PAG, les cafés et le voyage... (samedi, 04 avril 2009)

41C7A7QRN9L._SL500_AA240_.jpgRessusciter un défunt café lyonnais. Tel est le sujet du dernier récit de Pierre Autin-Grenier. À consommer sans modération. S'enivrer sans réserves de la truculence du verbe et fumer sans crainte la cigarette du souvenir. La seule qu'on puisse savourer sans répréhension.

Le livre s'appelle "Friterie-Bar Brunetti". C'est un café aujourd'hui disparu, situé dans les années 60 rue Moncey, soit dans le quartier de la Guille, notre quartier de la Goutte d'or. Pour PAG, le café de sa jeunesse. Une scène de théâtre ce café, fréquenté exclusivement par des clients réguliers qui tous, comme Pierre, y avaient leurs habitudes. Des vrais personnages et même réellement de théâtre comme Myriam Boyer. Tous plus pittoresques et attachants les uns que les autres. Pierre Autin-Grenier les fait revivre, leur empruntant leur langue mêlée de ses grains de poésie qui lui sont si personnels.

Parmi eux, il en est un qui occupe une place importante et qui m'a particulièrement touchée, et pour cause, c'est le grand Raymond car le grand Raymond, lui, il fait voyager... Il raconte son Indochine.

"Sûr, il ne faut pas le brancher bourlingue trop souvent le grand Raymond, avec son bagout et bien lancé

il peut vous tenir sous le charme une éternité. À ce moment, que  se soit grisaille et gadoue partout, qu'il pleuve ou qu'il vente sur le pavé, dans notre palace de paumés, tout, soudain se met à briller. C'est bateaux chargés à débord de contrebande accostant nuitamment à d'incertaines calanques, boucaniers borgnes, grappins d'abordage, cargaisons mirobolantes !"

Ainsi, aventure comparable à celle des Olibrius de l'Utopie (sur ce blogue et sur d'autres) le grand Raymond embarque tout le monde dans ses voyages.

"L'un dans l'autre vous l'aurez compris, le plus beau de l'histoire c'est que tous les Brunetti se trouvent embarqués ensemble sur le même bateau les jours de gloire où Raymond larque les amarres ; des Byrrh aux sylvaner, des Dubonnet aux beaujolais et jusqu'aux Pschitt citron suceurs de glaçons qui font partie du décor, pas une tablée ne voyage autrement qu'en première. C'est "Connaissance du monde" en eastmancolor et sans décaniller de son tabouret, comme qui dirait les Sept Merveilles à portée du premier trinqueur venu. À quoi bon dès lors se transbahuter aux antipodes, je vous le demande, si c'est pour y retrouver ce que l'on a en somme sous la main ?" (et toc, pour Rosa).

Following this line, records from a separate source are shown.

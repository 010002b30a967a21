use serde::{Deserialize, Serialize};

use crate::core::message::Role;

pub mod backend;

/// One conversation turn in the minimal `{role, content}` wire shape shared
/// by the relay endpoint and the upstream completion API.
#[derive(Debug, Clone, PartialEq, Serialize, Deserialize)]
pub struct ChatMessage {
    pub role: Role,
    pub content: String,
}

/// Body of `POST /api/chat`.
#[derive(Debug, Clone, Serialize, Deserialize)]
pub struct ChatRelayRequest {
    pub messages: Vec<ChatMessage>,
    #[serde(
        rename = "systemPrompt",
        default,
        skip_serializing_if = "Option::is_none"
    )]
    pub system_prompt: Option<String>,
}

/// Request body for the upstream completion API.
#[derive(Debug, Serialize)]
pub struct CompletionRequest {
    pub model: String,
    pub system: String,
    pub messages: Vec<ChatMessage>,
    pub max_tokens: u32,
}

/// Failure payload returned by the relay: a human-readable message, the
/// debug rendering, and the error source chain standing in for a stack
/// trace.
#[derive(Debug, Serialize, Deserialize)]
pub struct ErrorBody {
    pub error: String,
    pub details: String,
    pub stack: String,
}

impl ErrorBody {
    pub fn from_error(err: &(dyn std::error::Error + 'static)) -> Self {
        let mut stack = vec![err.to_string()];
        let mut source = err.source();
        while let Some(cause) = source {
            stack.push(format!("caused by: {cause}"));
            source = cause.source();
        }

        Self {
            error: err.to_string(),
            details: format!("{err:?}"),
            stack: stack.join("\n"),
        }
    }
}

#[cfg(test)]
mod tests {
    use super::*;

    #[test]
    fn relay_request_uses_camel_case_prompt_field() {
        let request = ChatRelayRequest {
            messages: vec![ChatMessage {
                role: Role::User,
                content: "Hi".to_string(),
            }],
            system_prompt: Some("Be brief.".to_string()),
        };

        let json = serde_json::to_value(&request).unwrap();
        assert_eq!(json["systemPrompt"], "Be brief.");
        assert_eq!(json["messages"][0]["role"], "user");
    }

    #[test]
    fn relay_request_prompt_is_optional() {
        let request: ChatRelayRequest =
            serde_json::from_str(r#"{"messages":[]}"#).expect("parse failed");
        assert!(request.system_prompt.is_none());
        assert!(request.messages.is_empty());
    }

    #[test]
    fn error_body_renders_the_source_chain() {
        let io_err = std::io::Error::other("disk on fire");
        let err = crate::core::persistence::PersistError::Write {
            path: "/tmp/x".into(),
            source: io_err,
        };

        let body = ErrorBody::from_error(&err);
        assert!(body.error.contains("failed to write"));
        assert!(body.stack.contains("caused by: disk on fire"));
    }
}
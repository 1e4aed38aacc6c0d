/*!
# Incremental SAX-style markup parsing

This crate parses XML and HTML-ish markup pushed at it in arbitrary
chunks and reports what it finds as a stream of [`Event`]s.

## Features

* Push-based: feed `&str` chunks of any size; the split points never
  change the result
* Strict (XML-ish) and lenient (browser-ish) modes
* Optional namespace resolution with scoped prefix bindings
* HTML character entities in lenient mode
* `<script>` bodies passed through verbatim in lenient mode
* Bounded memory: no accumulator grows beyond a configurable limit

## Example

```
use rsax::{Event, EventCollector, SaxOptions, SaxParser};

let mut parser = SaxParser::with_options(
	SaxOptions::default().strict(true),
	EventCollector::new(),
);
parser.write("<hello who='World'>").unwrap();
parser.write("Hi &amp; bye</hello>").unwrap();
parser.close().unwrap();

let events = parser.into_sink().into_events();
assert!(events.contains(&Event::Text("Hi & bye".to_string())));
assert!(events.contains(&Event::CloseTag("hello".into())));
```

## Handling events

Anything implementing [`EventSink`] can receive events, including
closures:

```
use rsax::{Event, SaxParser};

let mut depth = 0usize;
let mut max_depth = 0usize;
let mut parser = SaxParser::new(|ev: Event| match ev {
	Event::OpenTag(_) => {
		depth += 1;
		max_depth = max_depth.max(depth);
	}
	Event::CloseTag(_) => depth -= 1,
	_ => (),
});
parser.write("<a><b><c/></b></a>").unwrap();
parser.close().unwrap();
drop(parser);
assert_eq!(max_depth, 3);
```

## Errors

Every error is reported as [`Event::Error`] and the first one of a
document is also returned from [`SaxParser::write`]. The parser then
refuses further input until [`SaxParser::resume`] is called.
*/
pub mod buffers;
pub mod context;
pub mod entities;
pub mod error;
pub mod event;
pub mod options;
pub mod parser;

#[doc(inline)]
pub use buffers::Buffer;
#[doc(inline)]
pub use context::Context;
#[doc(inline)]
pub use entities::EntityTable;
#[doc(inline)]
pub use error::{Error, ErrorKind, NWFError, Result, WFError};
#[doc(inline)]
pub use event::{
	Attribute, Event, EventCollector, EventSink, NamespaceBinding, ProcessingInstruction, QName,
	Tag,
};
#[doc(inline)]
pub use options::{CaseFold, SaxOptions};
#[doc(inline)]
pub use parser::{
	NamespaceName, NamespaceScope, Position, RcPtr, SaxParser, State, XMLNS_XML, XMLNS_XMLNS,
};

/**
Parse a complete document and return all events it produced.

The leading and trailing [`Event::Ready`] and the [`Event::End`] are
included, as are any [`Event::Error`]s. The first error, if any, is
returned alongside.

```
use rsax::{parse_str, Event, SaxOptions};

let (events, err) = parse_str(SaxOptions::default(), "<p>x</p>");
assert!(err.is_none());
assert_eq!(events[0], Event::Ready);
```
*/
pub fn parse_str(opts: SaxOptions, doc: &str) -> (Vec<Event>, Option<Error>) {
	let mut parser = SaxParser::with_options(opts, EventCollector::new());
	let mut first = parser.write(doc).err();
	if first.is_some() {
		parser.resume();
	}
	let closed = parser.close().err();
	if first.is_none() {
		first = closed;
	}
	(parser.into_sink().into_events(), first)
}
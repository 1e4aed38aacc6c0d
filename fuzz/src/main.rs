#[macro_use]
extern crate afl;
extern crate rsax;

use rsax::{Event, EventCollector, SaxOptions, SaxParser};

fn parse_chunked(opts: &SaxOptions, chunks: &[&str]) -> Vec<Event> {
	let mut parser = SaxParser::with_options(opts.clone(), EventCollector::new());
	for chunk in chunks {
		if parser.write(chunk).is_err() {
			parser.resume();
		}
	}
	let _ = parser.close();
	parser.into_sink().into_events()
}

fn main() {
	fuzz!(|data: &[u8]| {
		let data = match std::str::from_utf8(data) {
			Ok(s) => s,
			Err(_) => return,
		};
		// NUL separates chunks; empty chunks would end the document early
		let chunks: Vec<&str> = data.split('\0').filter(|c| !c.is_empty()).collect();
		let whole = chunks.concat();

		for opts in [
			SaxOptions::default(),
			SaxOptions::default().strict(true).xmlns(true),
			SaxOptions::default().max_buffer_length(16),
		]
		.iter()
		{
			let split = parse_chunked(opts, &chunks);
			let joined = parse_chunked(opts, &[&whole]);
			if split != joined {
				panic!("events depend on chunking")
			}
		}
	});
}
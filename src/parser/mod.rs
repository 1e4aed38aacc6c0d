/*!
# Incremental markup parser

[`SaxParser`] consumes text chunk by chunk and turns it into [`Event`]s.
It is a character-driven state machine: every character is dispatched on
the current [`State`] alone, so a chunk boundary can fall anywhere without
affecting the outcome.

Markup which is not well-formed is dealt with according to the
[`SaxOptions::strict`] flag. A strict parser raises an error for every
violation; a lenient one recovers the way browsers tend to do it and only
raises errors which are fatal regardless of strictness.
*/
mod namespaces;
mod tags;

use std::fmt;

use memchr::{memchr2, memchr_iter, memrchr};
use smartstring::alias::String as SmartString;

use rsax_validation::{
	is_attrib_end, is_entity_body, is_entity_start, is_name_body, is_name_start, is_quote,
	is_whitespace,
};

use crate::buffers::{Accumulators, Buffer, BufferGuard};
use crate::context::Context;
use crate::entities::{resolve_entity, EntityTable};
use crate::error::{Error, ErrorKind, Result, WFError};
use crate::event::{Event, EventSink, ProcessingInstruction, Tag};
use crate::options::{CaseFold, SaxOptions};

pub use namespaces::{NamespaceName, NamespaceScope, RcPtr, XMLNS_XML, XMLNS_XMLNS};

const LOG_TARGET: &'static str = "rsax::parser";

const CDATA_OPEN: &'static str = "[CDATA[";
const DOCTYPE_OPEN: &'static str = "DOCTYPE";

/**
Location of the parser in its input.

`offset` counts characters. `line` counts the newlines seen so far and
`column` the characters since the last one.
*/
#[derive(Debug, Clone, Copy, PartialEq, Eq, Default)]
pub struct Position {
	pub offset: usize,
	pub line: usize,
	pub column: usize,
}

impl Position {
	fn advance(&mut self, c: char) {
		self.offset += 1;
		if c == '\n' {
			self.line += 1;
			self.column = 0;
		} else {
			self.column += 1;
		}
	}

	fn advance_str(&mut self, s: &str) {
		let bytes = s.as_bytes();
		let nchars = s.chars().count();
		self.offset += nchars;
		match memrchr(b'\n', bytes) {
			Some(last) => {
				self.line += memchr_iter(b'\n', bytes).count();
				self.column = s[last + 1..].chars().count();
			}
			None => self.column += nchars,
		}
	}
}

impl fmt::Display for Position {
	fn fmt<'f>(&self, f: &'f mut fmt::Formatter) -> fmt::Result {
		write!(
			f,
			"line: {}, column: {}, offset: {}",
			self.line, self.column, self.offset
		)
	}
}

/**
Tokenizer state.

States which depend on the quote character in effect carry it along.
*/
#[derive(Debug, Clone, Copy, PartialEq, Eq)]
pub enum State {
	/// Nothing consumed yet; a byte order mark is skipped here.
	Begin,
	/// Leading whitespace before the first tag.
	BeginWhitespace,
	/// Character data.
	Text,
	/// `&` seen in character data.
	TextEntity,
	/// `<` seen.
	OpenWaka,
	/// `<!` seen.
	SgmlDecl,
	SgmlDeclQuoted(char),
	/// `<!DOCTYPE` seen.
	Doctype,
	DoctypeQuoted(char),
	/// Inside the internal subset, with its bracket depth.
	DoctypeDtd(u32),
	DoctypeDtdQuoted(char, u32),
	/// `<!--` seen.
	Comment,
	/// `-` seen in a comment.
	CommentEnding,
	/// `--` seen in a comment.
	CommentEnded,
	/// `<![CDATA[` seen.
	CData,
	/// `]` seen in a CDATA section.
	CDataEnding,
	/// `]]` seen in a CDATA section.
	CDataEnding2,
	/// `<?` seen.
	ProcInst,
	ProcInstBody,
	/// `?` seen in a processing instruction.
	ProcInstEnding,
	/// Reading the name of an opening tag.
	OpenTag,
	/// `/` seen in an opening tag.
	OpenTagSlash,
	/// Between attributes.
	Attrib,
	AttribName,
	AttribNameSawWhite,
	/// `=` seen after an attribute name.
	AttribValue,
	AttribValueQuoted(char),
	AttribValueClosed,
	AttribValueUnquoted,
	AttribValueEntityQuoted(char),
	AttribValueEntityUnquoted,
	/// `</` seen.
	CloseTag,
	CloseTagSawWhite,
	/// Body of a `<script>` element.
	Script,
	/// `<` seen in a script body.
	ScriptEnding,
}
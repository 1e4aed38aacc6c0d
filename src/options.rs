/*!
# Parser configuration
*/
use crate::buffers::DEFAULT_MAX_BUFFER_LENGTH;
use crate::entities::EntityTable;

/**
Case policy for tag and attribute names of lenient parsers.

Strict parsers never fold names.
*/
#[derive(Debug, Clone, Copy, PartialEq, Eq)]
pub enum CaseFold {
	Upper,
	Lower,
}

impl CaseFold {
	pub fn apply(&self, s: &str) -> String {
		match self {
			Self::Upper => s.to_uppercase(),
			Self::Lower => s.to_lowercase(),
		}
	}
}

impl Default for CaseFold {
	fn default() -> Self {
		Self::Upper
	}
}

/**
Options for a [`SaxParser`](crate::SaxParser).

Use the builder methods on top of the default:

```
use rsax::SaxOptions;

let opts = SaxOptions::default().strict(true).xmlns(true).trim(true);
assert!(opts.strict);
```
*/
#[derive(Debug, Clone, PartialEq)]
pub struct SaxOptions {
	/// Fail on any well-formedness violation instead of recovering.
	pub strict: bool,

	/// Strip leading and trailing whitespace from text and comments.
	pub trim: bool,

	/// Collapse whitespace runs in text and comments into a single space.
	pub normalize: bool,

	/// Direction in which lenient parsers fold names.
	pub case_fold: CaseFold,

	/// Resolve namespace prefixes and emit namespace events.
	pub xmlns: bool,

	/// Parse `<script>` bodies like any other element content.
	///
	/// Strict parsers always behave as if this were set.
	pub noscript: bool,

	/// Track line, column and offset for diagnostics.
	pub position: bool,

	/// Only decode the five entities predefined by XML.
	pub strict_entities: bool,

	/// Maximum length (in bytes) of any accumulator before it is flushed
	/// or rejected.
	///
	/// Values smaller than [`MIN_BUFFER_LENGTH`](crate::buffers::MIN_BUFFER_LENGTH)
	/// are raised to it.
	pub max_buffer_length: usize,
}

impl SaxOptions {
	pub fn strict(mut self, v: bool) -> Self {
		self.strict = v;
		self
	}

	pub fn trim(mut self, v: bool) -> Self {
		self.trim = v;
		self
	}

	pub fn normalize(mut self, v: bool) -> Self {
		self.normalize = v;
		self
	}

	/// Fold names to lowercase instead of uppercase in lenient mode.
	pub fn lowercase(mut self, v: bool) -> Self {
		self.case_fold = if v { CaseFold::Lower } else { CaseFold::Upper };
		self
	}

	/// Alias of [`SaxOptions::lowercase`].
	pub fn lowercasetags(self, v: bool) -> Self {
		self.lowercase(v)
	}

	pub fn xmlns(mut self, v: bool) -> Self {
		self.xmlns = v;
		self
	}

	pub fn noscript(mut self, v: bool) -> Self {
		self.noscript = v;
		self
	}

	pub fn position(mut self, v: bool) -> Self {
		self.position = v;
		self
	}

	pub fn strict_entities(mut self, v: bool) -> Self {
		self.strict_entities = v;
		self
	}

	pub fn max_buffer_length(mut self, v: usize) -> Self {
		self.max_buffer_length = v;
		self
	}

	pub(crate) fn entity_table(&self) -> EntityTable {
		if self.strict_entities {
			EntityTable::Xml
		} else {
			EntityTable::Html
		}
	}

	/// Folding applied to names, if any.
	pub(crate) fn name_fold(&self) -> Option<CaseFold> {
		if self.strict {
			None
		} else {
			Some(self.case_fold)
		}
	}

	pub(crate) fn script_enabled(&self) -> bool {
		!self.strict && !self.noscript
	}
}

impl Default for SaxOptions {
	fn default() -> Self {
		Self {
			strict: false,
			trim: false,
			normalize: false,
			case_fold: CaseFold::Upper,
			xmlns: false,
			noscript: false,
			position: true,
			strict_entities: false,
			max_buffer_length: DEFAULT_MAX_BUFFER_LENGTH,
		}
	}
}

#[cfg(test)]
mod tests {
	use super::*;

	#[test]
	fn defaults() {
		let opts = SaxOptions::default();
		assert!(!opts.strict);
		assert!(opts.position);
		assert_eq!(opts.case_fold, CaseFold::Upper);
		assert_eq!(opts.max_buffer_length, 64 * 1024);
		assert_eq!(opts.entity_table(), EntityTable::Html);
	}

	#[test]
	fn lowercasetags_is_an_alias() {
		assert_eq!(SaxOptions::default().lowercasetags(true).case_fold, CaseFold::Lower);
		assert_eq!(
			SaxOptions::default().lowercase(true).lowercasetags(false).case_fold,
			CaseFold::Upper
		);
	}

	#[test]
	fn strict_disables_folding_and_scripts() {
		let opts = SaxOptions::default().strict(true);
		assert_eq!(opts.name_fold(), None);
		assert!(!opts.script_enabled());
		assert!(SaxOptions::default().script_enabled());
		assert!(!SaxOptions::default().noscript(true).script_enabled());
	}

	#[test]
	fn case_fold_apply() {
		assert_eq!(CaseFold::Upper.apply("svg:Path"), "SVG:PATH");
		assert_eq!(CaseFold::Lower.apply("DIV"), "div");
	}
}
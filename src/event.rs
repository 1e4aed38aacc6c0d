/*!
# Events and event sinks

The parser reports everything it finds by handing [`Event`]s to the
[`EventSink`] it was constructed with. Events are owned; a sink may keep
them around for as long as it likes.
*/
use smartstring::alias::String as SmartString;

use crate::error::Error;
use crate::parser::{NamespaceName, NamespaceScope, RcPtr};

/**
Namespace-qualified form of a tag or attribute name.

Only present when the parser runs in namespace mode.
*/
#[derive(Debug, Clone, PartialEq)]
pub struct QName {
	/// Prefix as written, empty if the name has none.
	pub prefix: SmartString,
	/// Part of the name after the prefix.
	pub local: SmartString,
	/// Namespace URI the prefix resolved to.
	///
	/// `None` for names without namespace. Unbound prefixes resolve to
	/// the prefix itself in lenient mode.
	pub uri: Option<NamespaceName>,
}

/// A single attribute of a tag.
#[derive(Debug, Clone, PartialEq)]
pub struct Attribute {
	pub name: SmartString,
	pub value: String,
	pub qname: Option<QName>,
}

/**
An element as seen by the parser.

The tag handed out with [`Event::OpenTagStart`] carries the name only;
[`Event::OpenTag`] carries the complete record.
*/
#[derive(Debug, Clone, PartialEq)]
pub struct Tag {
	/// Name of the element; case-folded unless the parser is strict.
	pub name: SmartString,
	/// Attributes in document order, without duplicates.
	pub attributes: Vec<Attribute>,
	pub is_self_closing: bool,
	pub qname: Option<QName>,
	pub(crate) ns: Option<RcPtr<NamespaceScope>>,
}

impl Tag {
	pub(crate) fn new(name: SmartString, ns: Option<RcPtr<NamespaceScope>>) -> Self {
		Self {
			name,
			attributes: Vec::new(),
			is_self_closing: false,
			qname: None,
			ns,
		}
	}

	/// Look up an attribute by its (case-folded) name.
	pub fn attribute(&self, name: &str) -> Option<&Attribute> {
		self.attributes.iter().find(|a| a.name == name)
	}

	/// Look up the value of an attribute by its (case-folded) name.
	pub fn get(&self, name: &str) -> Option<&str> {
		self.attribute(name).map(|a| a.value.as_str())
	}

	/// Namespace scope in effect for this element, in namespace mode.
	pub fn scope(&self) -> Option<&NamespaceScope> {
		self.ns.as_deref()
	}
}

#[derive(Debug, Clone, PartialEq)]
pub struct ProcessingInstruction {
	pub name: String,
	pub body: String,
}

/// A prefix binding which comes into or goes out of scope.
#[derive(Debug, Clone, PartialEq)]
pub struct NamespaceBinding {
	/// The bound prefix; empty for the default namespace.
	pub prefix: SmartString,
	pub uri: NamespaceName,
}

/// Something the parser found.
#[derive(Debug, Clone, PartialEq)]
pub enum Event {
	/// The parser has been (re-)initialized.
	Ready,
	/// Character data with entities decoded.
	Text(String),
	/// A `<!...>` declaration which is neither a comment, CDATA section nor
	/// doctype, without the delimiters.
	SgmlDeclaration(String),
	/// Contents of `<!DOCTYPE...>` following the keyword.
	Doctype(String),
	ProcessingInstruction(ProcessingInstruction),
	Comment(String),
	/// The name of a new element has been read; attributes follow.
	OpenTagStart(Tag),
	Attribute(Attribute),
	/// An element has been fully opened.
	OpenTag(Tag),
	/// An element has been closed; carries its name.
	CloseTag(SmartString),
	OpenCData,
	CData(String),
	CloseCData,
	OpenNamespace(NamespaceBinding),
	CloseNamespace(NamespaceBinding),
	/// Body of a `<script>` element in lenient mode.
	Script(String),
	Error(Error),
	/// The document has ended; the parser resets right after.
	End,
}

/**
# Receiver of parser events

Implemented for any `FnMut(Event)`, so a closure will do. For tests and
small documents, [`EventCollector`] simply records everything.
*/
pub trait EventSink {
	fn emit(&mut self, event: Event);
}

impl<F: FnMut(Event)> EventSink for F {
	fn emit(&mut self, event: Event) {
		self(event)
	}
}

/// Sink which stores all events it receives.
#[derive(Debug, Clone, Default)]
pub struct EventCollector {
	events: Vec<Event>,
}

impl EventCollector {
	pub fn new() -> Self {
		Self::default()
	}

	/// Events received so far, in order.
	pub fn events(&self) -> &[Event] {
		&self.events
	}

	/// Take the events received so far.
	pub fn take_events(&mut self) -> Vec<Event> {
		std::mem::take(&mut self.events)
	}

	pub fn into_events(self) -> Vec<Event> {
		self.events
	}
}

impl EventSink for EventCollector {
	fn emit(&mut self, event: Event) {
		self.events.push(event);
	}
}
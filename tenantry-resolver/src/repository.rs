//! Mutation orchestrator wiring lifecycle events to invalidation hooks.
//!
//! Every mutation runs its hook synchronously and only then reports
//! success, so a resolve issued after a successful mutation observes a
//! cache miss and reads fresh state from the store. There is no event
//! dispatch in between: the hook call sits directly in the mutation path.

use std::sync::Arc;

use tenantry_core::{
    AttributeMap, Domain, DomainId, StoreError, Tenant, TenantId, TenantUpdate, TenantryResult,
};
use tenantry_storage::{CacheBackend, TenantStore};

use crate::hooks::InvalidationHooks;

/// Performs tenant and domain mutations with invalidate-on-write.
///
/// If a hook fails, the mutation has already been applied to the store
/// but the error is surfaced to the caller; whether that is fatal is the
/// caller's policy decision.
pub struct TenantRepository<S, C>
where
    S: TenantStore,
    C: CacheBackend,
{
    store: Arc<S>,
    hooks: InvalidationHooks<C>,
}

impl<S, C> TenantRepository<S, C>
where
    S: TenantStore,
    C: CacheBackend,
{
    /// Create a repository over a store and the cache backend the
    /// resolver populates.
    pub fn new(store: Arc<S>, cache: Arc<C>) -> Self {
        Self {
            store,
            hooks: InvalidationHooks::new(cache),
        }
    }

    /// Create a new tenant. No invalidation: a tenant without domains has
    /// no cache entries.
    pub fn create_tenant(&self, attributes: AttributeMap) -> TenantryResult<Tenant> {
        let tenant = Tenant::new(attributes);
        self.store.tenant_insert(&tenant)?;
        Ok(tenant)
    }

    /// Update a tenant's attributes, invalidating every domain it owns.
    pub fn update_tenant(&self, id: TenantId, update: TenantUpdate) -> TenantryResult<Tenant> {
        let tenant = self.store.tenant_update(id, update)?;
        let domains = self.store.domains_for_tenant(id)?;
        self.hooks.tenant_updated(&domains)?;
        Ok(tenant)
    }

    /// Delete a tenant and its domain records, invalidating every domain
    /// it owned.
    pub fn delete_tenant(&self, id: TenantId) -> TenantryResult<()> {
        // Captured before the delete: afterwards the store no longer
        // knows which domains the tenant owned.
        let domains = self.store.domains_for_tenant(id)?;
        self.store.tenant_delete(id)?;
        self.hooks.tenant_deleted(&domains)?;
        Ok(())
    }

    /// Register a new domain for a tenant, invalidating its sibling
    /// domains.
    pub fn create_domain(&self, tenant_id: TenantId, domain: &str) -> TenantryResult<Domain> {
        let siblings = self.store.domains_for_tenant(tenant_id)?;
        let record = Domain::new(tenant_id, domain);
        self.store.domain_insert(&record)?;
        self.hooks.domain_created(&record, &siblings)?;
        Ok(record)
    }

    /// Change a domain record's string key, invalidating the old value.
    pub fn rename_domain(&self, id: DomainId, new_domain: &str) -> TenantryResult<Domain> {
        let old = self
            .store
            .domain_get(id)?
            .ok_or(StoreError::UnknownDomain { id })?;
        let renamed = self.store.domain_rename(id, new_domain)?;
        self.hooks.domain_renamed(&old.domain)?;
        Ok(renamed)
    }

    /// Delete a domain record, invalidating its key.
    pub fn delete_domain(&self, id: DomainId) -> TenantryResult<Domain> {
        let removed = self.store.domain_delete(id)?;
        self.hooks.domain_deleted(&removed)?;
        Ok(removed)
    }
}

PAG nous livre ensuite sa philosophie sur les voyages autour d'un verre. Philosophie que je ne suis pas loin de partager.

"Maintenant écoutez-moi, voici une vérité dont je puis vous assurer pour l'avoir de longtemps éprouvée : on ne voyage bien en fait qu'au café, en compagnie d'un panaché, d'une verte, d'un Cinzano ou d'un petit noir arrosé si vous préférez ; un modeste reginglard de charbonnier ferait d'ailleurs tout aussi bien l'affaire. (...) Qu'importe alors le temps qu'il fait sur les boulevards ; voyageur sans valise livré à la méditation et à de mulyiples découvertes, seul, vous explorez la profondeur du monde à l'abri des gesticulations insensées du dehors qui sans cesse l'efface au profit de mille grimaces."

En fin je partage complètement son coup de gueule contre les réglementations excessives de nos hygiénistes qui menacent ces lieux de vie indispensables : les bistrots.

"Quand il sera formellement interdit de fumer dans nos bars-tabacs et qu'on ne pourra s'y enivrer qu'à l'eau de javel du robinet ou au pepsi-cola, alors le complot des bourgeois, des beaufs, des banques et des charognards de l'immobilier aura bel et bien abouti et, à Dieu ne plaise !, les bourgeois, les beaufs, les banques et les charognards de l'immobilier auront finalement  fait la peau à nos derniers bistrots."

Pas encore ! À Lyon le café de La Cloche a résisté aux charognards de l'immobilier grâce à la mobilisation de ses clients et continuera de servir le meilleur vin chaud de la ville.